Fluid dynamics is a complex field that has challenged engineers for centuries, many of the

challenges steam from the restrictions of experimental work. However, it is essential for

many engineering applications to understand the complex flows associated with solid bodies

submersed in a fluid. Of particular interest in this study is the design of underwater vehicles

as they generate complex flow structures during manoeuvring operations that generate

hydrodynamics forces and complex wake fields. Knowledge of these flow structures leads to

the optimisation of the design of such vehicles, ensuring the installed power will be adequate

to overcome the hydrodynamic forces. In addition, understanding eddying flow structures

such as horse shoe vortices, tip vortices and cross flow vortices are essential to minimisecavitation and the acoustic signatures generated, while understanding the quality of flow

generated through propeller plane allows for optimisation of the propeller design.

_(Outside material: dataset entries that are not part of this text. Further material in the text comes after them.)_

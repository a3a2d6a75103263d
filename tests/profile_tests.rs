// tests/profile_tests.rs

mod common;

use common::spawn_app;
use quiz_backend::config::MAX_PROFILE_IMAGE_BYTES;
use reqwest::multipart::{Form, Part};
use serde_json::json;

async fn upload(
    app: &common::TestApp,
    token: &str,
    bytes: Vec<u8>,
    mime: &str,
) -> reqwest::Response {
    let part = Part::bytes(bytes)
        .file_name("avatar")
        .mime_str(mime)
        .unwrap();
    app.client
        .post(app.url("/api/profile/image"))
        .bearer_auth(token)
        .multipart(Form::new().part("profile_image", part))
        .send()
        .await
        .expect("Upload failed")
}

#[tokio::test]
async fn profile_image_is_stored_and_served() {
    let Some(app) = spawn_app().await else { return };
    let (token, _) = app.register_and_login(&[]).await;

    let first_bytes = b"\x89PNG\r\n\x1a\nfirst".to_vec();
    let response = upload(&app, &token, first_bytes.clone(), "image/png").await;
    assert_eq!(response.status().as_u16(), 200);
    let body: serde_json::Value = response.json().await.unwrap();
    let first_url = body["profile_image"].as_str().unwrap().to_string();
    assert!(first_url.starts_with("/media/profiles/"));
    assert!(first_url.ends_with(".png"));

    let served = app.client.get(app.url(&first_url)).send().await.unwrap();
    assert_eq!(served.status().as_u16(), 200);
    assert_eq!(served.bytes().await.unwrap().to_vec(), first_bytes);

    let profile = app.get_json(&token, "/api/profile").await;
    assert_eq!(profile["profile_image"], first_url);

    // A new upload replaces the old file.
    let response = upload(&app, &token, b"GIF89a".to_vec(), "image/gif").await;
    let body: serde_json::Value = response.json().await.unwrap();
    let second_url = body["profile_image"].as_str().unwrap();
    assert!(second_url.ends_with(".gif"));

    let old = app.client.get(app.url(&first_url)).send().await.unwrap();
    assert_eq!(old.status().as_u16(), 404);
}

#[tokio::test]
async fn profile_image_type_and_size_are_checked() {
    let Some(app) = spawn_app().await else { return };
    let (token, _) = app.register_and_login(&[]).await;

    let response = upload(&app, &token, b"hello".to_vec(), "text/plain").await;
    assert_eq!(response.status().as_u16(), 400);

    let response = upload(&app, &token, Vec::new(), "image/png").await;
    assert_eq!(response.status().as_u16(), 400);

    let too_big = vec![0u8; MAX_PROFILE_IMAGE_BYTES + 1];
    let response = upload(&app, &token, too_big, "image/png").await;
    assert_eq!(response.status().as_u16(), 400);

    let profile = app.get_json(&token, "/api/profile").await;
    assert!(profile["profile_image"].is_null());
}

#[tokio::test]
async fn nickname_must_be_unique() {
    let Some(app) = spawn_app().await else { return };
    let (first, _) = app.register_and_login(&[]).await;
    let (second, _) = app.register_and_login(&[]).await;

    let taken = app.get_json(&first, "/api/profile").await["username"]
        .as_str()
        .unwrap()
        .to_string();

    let response = app
        .patch_json(&second, "/api/profile/nickname", json!({ "username": taken }))
        .await;
    assert_eq!(response.status().as_u16(), 409);

    let fresh = common::unique("nick");
    let response = app
        .patch_json(
            &second,
            "/api/profile/nickname",
            json!({ "username": format!("  {}  ", fresh) }),
        )
        .await;
    assert_eq!(response.status().as_u16(), 200);

    let profile = app.get_json(&second, "/api/profile").await;
    assert_eq!(profile["username"], fresh);
}

#[tokio::test]
async fn password_change_checks_current_password() {
    let Some(app) = spawn_app().await else { return };
    let (token, _) = app.register_and_login(&[]).await;
    let email = app.get_json(&token, "/api/profile").await["email"]
        .as_str()
        .unwrap()
        .to_string();

    let response = app
        .patch_json(
            &token,
            "/api/profile/password",
            json!({ "current_password": "not-my-password", "new_password": "brandnew123" }),
        )
        .await;
    assert_eq!(response.status().as_u16(), 401);

    let response = app
        .patch_json(
            &token,
            "/api/profile/password",
            json!({ "current_password": "password123", "new_password": "password123" }),
        )
        .await;
    assert_eq!(response.status().as_u16(), 400);

    let response = app
        .patch_json(
            &token,
            "/api/profile/password",
            json!({ "current_password": "password123", "new_password": "brandnew123" }),
        )
        .await;
    assert_eq!(response.status().as_u16(), 200);

    assert!(app.login(&email, "password123").await.is_none());
    assert!(app.login(&email, "brandnew123").await.is_some());
}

Experimental work with scale models in test basins, wind tunnels, and rotating arm facilities

can be used to determine these critical flow characteristics. Model testing, however, can be

timely and expensive, with challenges to obtain visual representation of the vortices and

streamlines.

CFD is an alternative to model testing, and can help to gain insight into these critical fluid

characteristics of underwater vehicles. CFD uses the fundamental equations of fluid

dynamics (Naiver Stokes Equations) to obtain the hydrodynamic coefficients of the vehicles

and the associated flow characteristics.

Experimental work is associated with a degree of uncertainty due to the limitations of the

user and accuracy of the equipment being used; on the other hand most commercial CFD

codes are based on assumptions used to simplify the equations, and hence are also

associated with a degree of uncertainty. For this reason it is imperative that both methods

are employed to ensure validation between results.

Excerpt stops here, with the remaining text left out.